Exercise → Starting at the line that holds "filename src/error.rs" and stopping at the line that holds "pub type Result<T>", restate the records below word for word, with both of those lines included.

Data →
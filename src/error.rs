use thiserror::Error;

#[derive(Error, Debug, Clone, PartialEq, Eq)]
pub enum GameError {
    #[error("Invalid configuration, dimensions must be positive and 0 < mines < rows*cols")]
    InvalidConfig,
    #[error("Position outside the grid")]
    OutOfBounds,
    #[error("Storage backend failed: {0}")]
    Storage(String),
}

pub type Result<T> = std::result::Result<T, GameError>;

---

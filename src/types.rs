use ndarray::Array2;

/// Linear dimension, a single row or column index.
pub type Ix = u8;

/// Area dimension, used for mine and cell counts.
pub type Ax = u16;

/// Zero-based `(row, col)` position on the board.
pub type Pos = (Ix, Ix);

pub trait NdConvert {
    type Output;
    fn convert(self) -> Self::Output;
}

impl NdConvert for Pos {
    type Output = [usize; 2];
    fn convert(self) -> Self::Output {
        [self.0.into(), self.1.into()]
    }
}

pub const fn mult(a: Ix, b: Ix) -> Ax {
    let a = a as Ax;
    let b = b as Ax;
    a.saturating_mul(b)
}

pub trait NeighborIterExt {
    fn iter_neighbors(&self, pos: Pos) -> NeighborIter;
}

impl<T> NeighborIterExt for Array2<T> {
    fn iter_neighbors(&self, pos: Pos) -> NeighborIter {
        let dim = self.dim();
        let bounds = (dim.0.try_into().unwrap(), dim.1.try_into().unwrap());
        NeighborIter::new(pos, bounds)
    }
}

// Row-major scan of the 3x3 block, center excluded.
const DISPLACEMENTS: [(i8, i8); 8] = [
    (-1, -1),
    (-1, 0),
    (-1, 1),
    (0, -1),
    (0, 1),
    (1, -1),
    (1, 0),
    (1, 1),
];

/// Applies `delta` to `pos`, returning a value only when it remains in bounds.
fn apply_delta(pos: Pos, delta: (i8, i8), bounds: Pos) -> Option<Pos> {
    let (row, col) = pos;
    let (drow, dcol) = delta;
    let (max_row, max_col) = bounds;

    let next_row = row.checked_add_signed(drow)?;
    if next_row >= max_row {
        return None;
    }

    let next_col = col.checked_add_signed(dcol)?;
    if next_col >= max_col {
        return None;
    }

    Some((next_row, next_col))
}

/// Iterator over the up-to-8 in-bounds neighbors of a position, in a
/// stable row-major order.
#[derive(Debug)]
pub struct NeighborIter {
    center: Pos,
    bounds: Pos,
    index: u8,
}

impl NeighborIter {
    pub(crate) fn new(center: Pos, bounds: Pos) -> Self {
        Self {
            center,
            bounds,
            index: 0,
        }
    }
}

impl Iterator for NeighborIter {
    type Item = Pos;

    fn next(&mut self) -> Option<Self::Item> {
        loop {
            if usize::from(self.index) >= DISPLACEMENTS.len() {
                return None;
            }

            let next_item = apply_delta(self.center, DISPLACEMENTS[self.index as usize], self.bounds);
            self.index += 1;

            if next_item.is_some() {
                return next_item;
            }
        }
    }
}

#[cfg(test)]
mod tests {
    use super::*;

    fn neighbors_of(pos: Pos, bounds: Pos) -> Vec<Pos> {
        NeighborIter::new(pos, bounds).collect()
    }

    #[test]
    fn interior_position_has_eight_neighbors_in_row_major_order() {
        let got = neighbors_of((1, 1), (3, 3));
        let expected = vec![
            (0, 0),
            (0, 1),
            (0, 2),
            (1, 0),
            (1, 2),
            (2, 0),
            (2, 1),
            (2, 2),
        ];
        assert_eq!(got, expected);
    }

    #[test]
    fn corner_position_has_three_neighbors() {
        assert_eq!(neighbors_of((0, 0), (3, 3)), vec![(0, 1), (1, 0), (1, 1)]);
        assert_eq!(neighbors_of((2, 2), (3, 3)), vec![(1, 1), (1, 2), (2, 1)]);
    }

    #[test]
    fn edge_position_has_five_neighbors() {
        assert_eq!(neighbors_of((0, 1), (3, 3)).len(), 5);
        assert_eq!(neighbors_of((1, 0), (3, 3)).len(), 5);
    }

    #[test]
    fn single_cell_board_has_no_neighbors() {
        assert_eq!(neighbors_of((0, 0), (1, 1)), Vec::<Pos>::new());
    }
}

...

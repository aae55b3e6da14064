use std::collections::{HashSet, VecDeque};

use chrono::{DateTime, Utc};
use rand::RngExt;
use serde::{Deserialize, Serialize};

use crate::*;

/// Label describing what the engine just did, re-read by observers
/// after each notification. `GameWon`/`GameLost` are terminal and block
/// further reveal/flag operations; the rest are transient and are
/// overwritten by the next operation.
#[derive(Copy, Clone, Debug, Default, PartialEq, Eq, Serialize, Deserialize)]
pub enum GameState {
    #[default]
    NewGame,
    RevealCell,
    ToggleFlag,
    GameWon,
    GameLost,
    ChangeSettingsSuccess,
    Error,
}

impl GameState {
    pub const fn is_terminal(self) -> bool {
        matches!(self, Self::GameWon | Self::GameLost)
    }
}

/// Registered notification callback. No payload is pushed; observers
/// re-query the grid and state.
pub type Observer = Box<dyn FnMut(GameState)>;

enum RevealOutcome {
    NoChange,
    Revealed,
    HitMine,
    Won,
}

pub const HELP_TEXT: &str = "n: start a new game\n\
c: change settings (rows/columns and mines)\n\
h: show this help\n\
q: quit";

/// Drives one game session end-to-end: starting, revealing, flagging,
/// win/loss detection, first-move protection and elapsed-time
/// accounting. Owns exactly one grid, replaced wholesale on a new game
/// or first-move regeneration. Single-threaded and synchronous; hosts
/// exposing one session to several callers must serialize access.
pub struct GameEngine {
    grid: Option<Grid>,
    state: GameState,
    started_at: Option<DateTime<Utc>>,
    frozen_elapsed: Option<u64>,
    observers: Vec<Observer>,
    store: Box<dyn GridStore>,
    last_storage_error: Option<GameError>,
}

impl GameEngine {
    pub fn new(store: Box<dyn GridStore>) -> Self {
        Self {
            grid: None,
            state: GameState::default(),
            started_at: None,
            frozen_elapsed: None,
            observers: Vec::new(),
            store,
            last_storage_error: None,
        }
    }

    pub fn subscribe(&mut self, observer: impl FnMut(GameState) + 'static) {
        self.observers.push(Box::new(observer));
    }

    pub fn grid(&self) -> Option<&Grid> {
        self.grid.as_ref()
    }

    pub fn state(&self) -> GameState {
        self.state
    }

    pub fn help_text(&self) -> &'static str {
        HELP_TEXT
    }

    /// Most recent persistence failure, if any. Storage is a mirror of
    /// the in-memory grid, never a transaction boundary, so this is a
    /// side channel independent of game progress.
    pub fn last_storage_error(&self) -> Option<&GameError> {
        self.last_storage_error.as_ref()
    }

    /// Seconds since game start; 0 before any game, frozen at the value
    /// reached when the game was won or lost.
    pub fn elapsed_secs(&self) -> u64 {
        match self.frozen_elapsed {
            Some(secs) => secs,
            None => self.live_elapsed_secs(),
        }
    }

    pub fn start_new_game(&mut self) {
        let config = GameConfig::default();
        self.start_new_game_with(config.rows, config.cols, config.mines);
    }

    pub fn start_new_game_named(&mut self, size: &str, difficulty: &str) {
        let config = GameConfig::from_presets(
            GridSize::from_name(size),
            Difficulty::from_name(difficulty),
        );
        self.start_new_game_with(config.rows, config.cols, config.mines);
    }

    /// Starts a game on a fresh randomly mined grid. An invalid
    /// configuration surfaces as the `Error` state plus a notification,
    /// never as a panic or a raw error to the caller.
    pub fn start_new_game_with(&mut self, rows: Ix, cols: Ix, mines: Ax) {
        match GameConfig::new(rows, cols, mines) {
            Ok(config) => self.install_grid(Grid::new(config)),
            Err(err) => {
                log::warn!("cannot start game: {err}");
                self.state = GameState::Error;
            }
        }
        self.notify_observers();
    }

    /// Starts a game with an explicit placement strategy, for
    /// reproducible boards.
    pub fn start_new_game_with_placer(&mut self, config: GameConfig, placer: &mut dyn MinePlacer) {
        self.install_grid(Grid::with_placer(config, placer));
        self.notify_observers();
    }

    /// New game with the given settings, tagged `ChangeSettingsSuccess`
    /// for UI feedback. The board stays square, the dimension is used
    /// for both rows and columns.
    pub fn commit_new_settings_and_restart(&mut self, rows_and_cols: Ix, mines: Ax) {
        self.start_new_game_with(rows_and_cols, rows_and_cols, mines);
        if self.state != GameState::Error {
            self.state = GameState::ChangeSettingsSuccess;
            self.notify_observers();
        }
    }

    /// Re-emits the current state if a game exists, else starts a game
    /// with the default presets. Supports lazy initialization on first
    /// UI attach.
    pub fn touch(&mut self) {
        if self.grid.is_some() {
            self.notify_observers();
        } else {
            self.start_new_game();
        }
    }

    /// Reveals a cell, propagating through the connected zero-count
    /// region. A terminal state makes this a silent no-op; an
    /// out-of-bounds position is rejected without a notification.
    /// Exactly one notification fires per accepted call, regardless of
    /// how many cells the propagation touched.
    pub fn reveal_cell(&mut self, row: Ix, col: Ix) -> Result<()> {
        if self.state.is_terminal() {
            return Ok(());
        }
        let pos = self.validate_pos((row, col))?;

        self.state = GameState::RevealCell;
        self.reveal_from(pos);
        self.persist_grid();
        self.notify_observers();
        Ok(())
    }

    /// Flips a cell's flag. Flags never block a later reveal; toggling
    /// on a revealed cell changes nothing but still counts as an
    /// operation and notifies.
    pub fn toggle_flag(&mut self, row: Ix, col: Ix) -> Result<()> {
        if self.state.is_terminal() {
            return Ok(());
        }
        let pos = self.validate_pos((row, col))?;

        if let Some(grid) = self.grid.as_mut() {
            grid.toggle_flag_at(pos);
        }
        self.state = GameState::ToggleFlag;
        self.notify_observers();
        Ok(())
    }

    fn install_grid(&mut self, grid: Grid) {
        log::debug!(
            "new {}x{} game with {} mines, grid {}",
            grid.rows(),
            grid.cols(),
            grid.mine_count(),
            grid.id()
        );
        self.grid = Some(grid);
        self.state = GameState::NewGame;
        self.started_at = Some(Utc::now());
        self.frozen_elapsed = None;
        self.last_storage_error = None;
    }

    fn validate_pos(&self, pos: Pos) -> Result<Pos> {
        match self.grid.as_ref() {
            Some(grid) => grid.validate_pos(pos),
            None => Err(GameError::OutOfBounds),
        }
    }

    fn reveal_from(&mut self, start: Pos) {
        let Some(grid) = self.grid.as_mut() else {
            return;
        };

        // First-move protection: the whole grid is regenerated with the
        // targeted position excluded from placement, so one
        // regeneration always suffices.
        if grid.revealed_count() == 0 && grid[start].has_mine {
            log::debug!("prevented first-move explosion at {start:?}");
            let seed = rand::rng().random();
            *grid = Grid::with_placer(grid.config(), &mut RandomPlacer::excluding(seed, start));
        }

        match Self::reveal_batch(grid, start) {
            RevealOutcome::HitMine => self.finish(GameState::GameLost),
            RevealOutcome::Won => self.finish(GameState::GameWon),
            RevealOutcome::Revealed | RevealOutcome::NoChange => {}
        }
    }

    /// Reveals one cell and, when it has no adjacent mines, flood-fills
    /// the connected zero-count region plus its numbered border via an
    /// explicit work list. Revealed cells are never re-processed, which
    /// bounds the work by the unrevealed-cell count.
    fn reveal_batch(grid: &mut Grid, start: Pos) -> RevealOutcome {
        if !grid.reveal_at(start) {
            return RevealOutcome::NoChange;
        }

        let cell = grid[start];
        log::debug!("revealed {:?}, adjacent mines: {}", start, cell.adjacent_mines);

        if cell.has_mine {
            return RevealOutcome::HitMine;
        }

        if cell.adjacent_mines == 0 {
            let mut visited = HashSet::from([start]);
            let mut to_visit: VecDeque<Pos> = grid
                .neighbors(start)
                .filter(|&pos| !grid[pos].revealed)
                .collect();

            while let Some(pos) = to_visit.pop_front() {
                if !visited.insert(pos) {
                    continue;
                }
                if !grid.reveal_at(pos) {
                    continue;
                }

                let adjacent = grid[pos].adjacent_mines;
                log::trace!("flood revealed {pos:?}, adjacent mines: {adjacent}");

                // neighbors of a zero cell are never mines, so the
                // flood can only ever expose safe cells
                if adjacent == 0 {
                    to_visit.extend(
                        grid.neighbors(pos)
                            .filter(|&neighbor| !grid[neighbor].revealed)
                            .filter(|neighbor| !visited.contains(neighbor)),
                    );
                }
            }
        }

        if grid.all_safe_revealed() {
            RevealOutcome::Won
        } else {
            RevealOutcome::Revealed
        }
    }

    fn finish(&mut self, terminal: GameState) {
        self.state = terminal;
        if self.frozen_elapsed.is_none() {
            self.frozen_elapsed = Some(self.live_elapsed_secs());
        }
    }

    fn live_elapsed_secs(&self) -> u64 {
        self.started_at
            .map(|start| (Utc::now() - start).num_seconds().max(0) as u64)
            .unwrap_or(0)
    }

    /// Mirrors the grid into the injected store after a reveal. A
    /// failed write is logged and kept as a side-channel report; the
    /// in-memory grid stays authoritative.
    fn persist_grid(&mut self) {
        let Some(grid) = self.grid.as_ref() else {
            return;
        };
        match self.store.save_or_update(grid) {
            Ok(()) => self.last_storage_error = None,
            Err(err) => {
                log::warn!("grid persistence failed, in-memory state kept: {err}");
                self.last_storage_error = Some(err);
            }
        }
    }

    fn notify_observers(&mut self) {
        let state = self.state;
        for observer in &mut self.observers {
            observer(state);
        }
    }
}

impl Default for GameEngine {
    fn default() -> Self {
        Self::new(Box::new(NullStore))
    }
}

Exercise answer →
filename src/error.rs
use thiserror::Error;

#[derive(Error, Debug, Clone, PartialEq, Eq)]
pub enum GameError {
    #[error("Invalid configuration, dimensions must be positive and 0 < mines < rows*cols")]
    InvalidConfig,
    #[error("Position outside the grid")]
    OutOfBounds,
    #[error("Storage backend failed: {0}")]
    Storage(String),
}

pub type Result<T> = std::result::Result<T, GameError>;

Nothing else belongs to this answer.